Friday, Jan. 08, 1965

Welcome to a New Friend

Vice President-elect Hubert Humphrey was in San Juan, along with Senator William Fulbright, Chairman of the Foreign Relations Committee. They were bidding goodbye to an old friend and welcoming a new one as the next Governor of Puerto Rico. Stepping down at last was Luis Munoz Marin, 66, the island commonwealth's leader for the past 16 years. Into the Governor's La Fortaleza palace went Roberto Sanchez Vilella, 51, Munoz' able Secretary of State (Vice Governor) and hand-picked successor who has worked faithfully for el maestro since 1948. "There is no substitute for Munoz," says Sanchez. "I am simply going to be the next Governor, and I hope a good one. We have great jobs to do. We cannot be afraid."
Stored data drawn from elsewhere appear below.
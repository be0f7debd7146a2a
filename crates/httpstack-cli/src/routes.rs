// Copyright 2019-2026 Maravilla Labs, operated by SOLUTAS GmbH, Switzerland
// SPDX-License-Identifier: Apache-2.0
// SPDX-License-Identifier: MIT

//! Declarative route files.
//!
//! Every `*.toml` file in the routes directory holds `[[route]]` tables. Files
//! are loaded in file-name order and all of them register into one router, so
//! two files naming the same method and pattern add handlers to one entry.
//!
//! ```toml
//! [[route]]
//! phase = "before"
//! pattern = "*"
//! handlers = ["template@init"]
//!
//! [[route]]
//! method = "GET"
//! pattern = "/{page}"
//! handlers = ["page@show"]
//! ```

use anyhow::Context;
use httpstack::locator::path_to_string;
use httpstack::{Handler, Phase, Route, Router};
use serde::Deserialize;
use std::fs;
use std::path::{Path, PathBuf};

/// One `[[route]]` table.
#[derive(Debug, Clone, Deserialize)]
pub struct RouteDef {
    /// HTTP method or `ANY` (default: "GET").
    #[serde(default = "default_method")]
    pub method: String,
    /// Path pattern.
    pub pattern: String,
    /// `before` or `after` (default: "after").
    #[serde(default = "default_phase")]
    pub phase: Phase,
    /// Handlers as `target@method`, in call order.
    #[serde(default)]
    pub handlers: Vec<String>,
}

/// Contents of one route file.
#[derive(Debug, Clone, Default, Deserialize)]
pub struct RouteFile {
    /// Route tables in file order.
    #[serde(default)]
    pub route: Vec<RouteDef>,
}

fn default_method() -> String {
    "GET".to_string()
}

fn default_phase() -> Phase {
    Phase::After
}

impl RouteDef {
    /// Converts the definition into a registrable route.
    pub fn to_route(&self) -> anyhow::Result<Route> {
        let mut route = Route::new(&self.method, &self.pattern, self.phase);
        for name in &self.handlers {
            route = route.handler(Handler::parse(name)?);
        }
        Ok(route)
    }
}

/// Route files in `dir`, sorted by name.
pub fn route_files(dir: &Path) -> anyhow::Result<Vec<PathBuf>> {
    if !dir.is_dir() {
        return Ok(Vec::new());
    }
    let pattern = path_to_string(dir.join("*.toml"));
    let mut files: Vec<PathBuf> = glob::glob(&pattern)?.flatten().filter(|p| p.is_file()).collect();
    files.sort();
    Ok(files)
}

/// Parses one route file.
pub fn parse_route_file(path: &Path) -> anyhow::Result<RouteFile> {
    let content = fs::read_to_string(path)?;
    toml::from_str(&content).with_context(|| format!("invalid route file {}", path.display()))
}

/// Registers every route file in `dir`; returns the number of routes read.
pub fn load_routes(dir: &Path, router: &mut Router) -> anyhow::Result<usize> {
    let mut count = 0;
    for file in route_files(dir)? {
        let parsed = parse_route_file(&file)?;
        tracing::debug!("{}: {} routes", file.display(), parsed.route.len());
        for def in &parsed.route {
            let route = def
                .to_route()
                .with_context(|| format!("{}: route '{}'", file.display(), def.pattern))?;
            router
                .register(route)
                .with_context(|| format!("{}: route '{}'", file.display(), def.pattern))?;
            count += 1;
        }
    }
    Ok(count)
}

#[cfg(test)]
mod tests {
    use super::*;
    use tempfile::TempDir;

    #[test]
    fn test_files_load_in_name_order_and_accumulate() {
        let dir = TempDir::new().unwrap();
        fs::write(
            dir.path().join("20-pages.toml"),
            "[[route]]\npattern = \"/\"\nhandlers = [\"page@show\"]\n",
        )
        .unwrap();
        fs::write(
            dir.path().join("10-middleware.toml"),
            "[[route]]\nphase = \"before\"\npattern = \"*\"\nhandlers = [\"template@init\"]\n\n\
             [[route]]\npattern = \"/\"\nhandlers = [\"page@prepare\"]\n",
        )
        .unwrap();
        fs::write(dir.path().join("notes.txt"), "not a route file").unwrap();

        let mut router = Router::new();
        assert_eq!(load_routes(dir.path(), &mut router).unwrap(), 3);

        let routes = router.routes();
        assert_eq!(routes.len(), 2);
        assert_eq!(routes[0].phase, Phase::Before);
        assert_eq!(routes[1].pattern, "/");
        assert_eq!(routes[1].handlers, ["page@prepare", "page@show"]);
    }

    #[test]
    fn test_bad_handler_names_the_file() {
        let dir = TempDir::new().unwrap();
        fs::write(
            dir.path().join("bad.toml"),
            "[[route]]\npattern = \"/\"\nhandlers = [\"nomethod\"]\n",
        )
        .unwrap();
        let err = load_routes(dir.path(), &mut Router::new()).unwrap_err();
        assert!(format!("{:#}", err).contains("bad.toml"));
    }

    #[test]
    fn test_missing_directory_is_empty() {
        let dir = TempDir::new().unwrap();
        let mut router = Router::new();
        assert_eq!(load_routes(&dir.path().join("none"), &mut router).unwrap(), 0);
        assert!(router.is_empty());
    }
}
Mood of Expectancy. Considering how far they have already come, Puerto Ricans have a lot less to fear than most Latin Americans. When Munoz and his men founded the Popular Democratic Party in, 1938, the island was little more than a hilly sugar plantation controlled by companies in the U.S. Per-capita income was a pitiable $120 annually, San Juan's waterfront slums were among the worst anywhere, and thousands of Puerto Ricans were fleeing to the U.S. mainland each year. Munoz' answer was to help Puerto Rico help itself.

He offered U.S. industry low-cost labor and generous tax incentives; today the factories of more than 50 major U.S. companies are spread over the island. He brought in the hotelmen who turned Puerto Rico into the Caribbean's richest tourist market, with 500,000 visitors spending $100 million last year. In 1952, Munoz won U.S. approval for a unique "commonwealth" status, combining many advantages of statehood (U.S. protection and citizenship) with those of a possession (no federal taxes). All of this has combined to give Puerto Rico an annual per-capita income of $830, highest in Latin America.

More important is the mood of expectancy. Early estimates indicate that for the first time in a generation, more Puerto Ricans may have returned to the island in 1964 than left it. They hardly recognized the place. Too many of the old slums remain, but new hotels, homes and apartment houses dominate the San Juan landscape. "Give your child the piano you missed," advertises one busy music dealer. Back-country general stores feature stereophonic jukeboxes. Used-car dealers, playing on the fashionable desire for foreign labels, boast models "imported from Miami."

Time to Delegate. Munoz has been in charge so long that most Puerto Ricans found it hard to believe that he would ever step down. But Munoz knew different and four years ago began preparing his departure. He started delegating more responsibility within his party and making longer trips away from the island--leaving command to Vice Governor Sanchez. When last August's Popular Democratic Convention rolled around, Munoz announced that he would not stand for re-election but would run for a senate seat from which he could "renew my contact with the people and the country." Sanchez Vilella was nominated by acclamation to fill his shoes.

A quiet-spoken, U.S.-trained civil engineer who drifted into politics in the late 1930s, Sanchez lacks Munoz' charisma. But he is smart and dedicated, a man of "illustrious conscience," as Munoz likes to put it, with a long record of success: boss of the island's transit system, mayor of San Juan, president of the senate, and since 1952, Munoz' Vice Governor and key lieutenant. In the November elections, Puerto Ricans gave him 59.6% of the vote, which comes close to Munoz' biggest margin. "Puerto Rico," said Sanchez in his inaugural address, "is leaving an era of the great patriots and is entering the era of the people. It must be the people themselves who run the government now."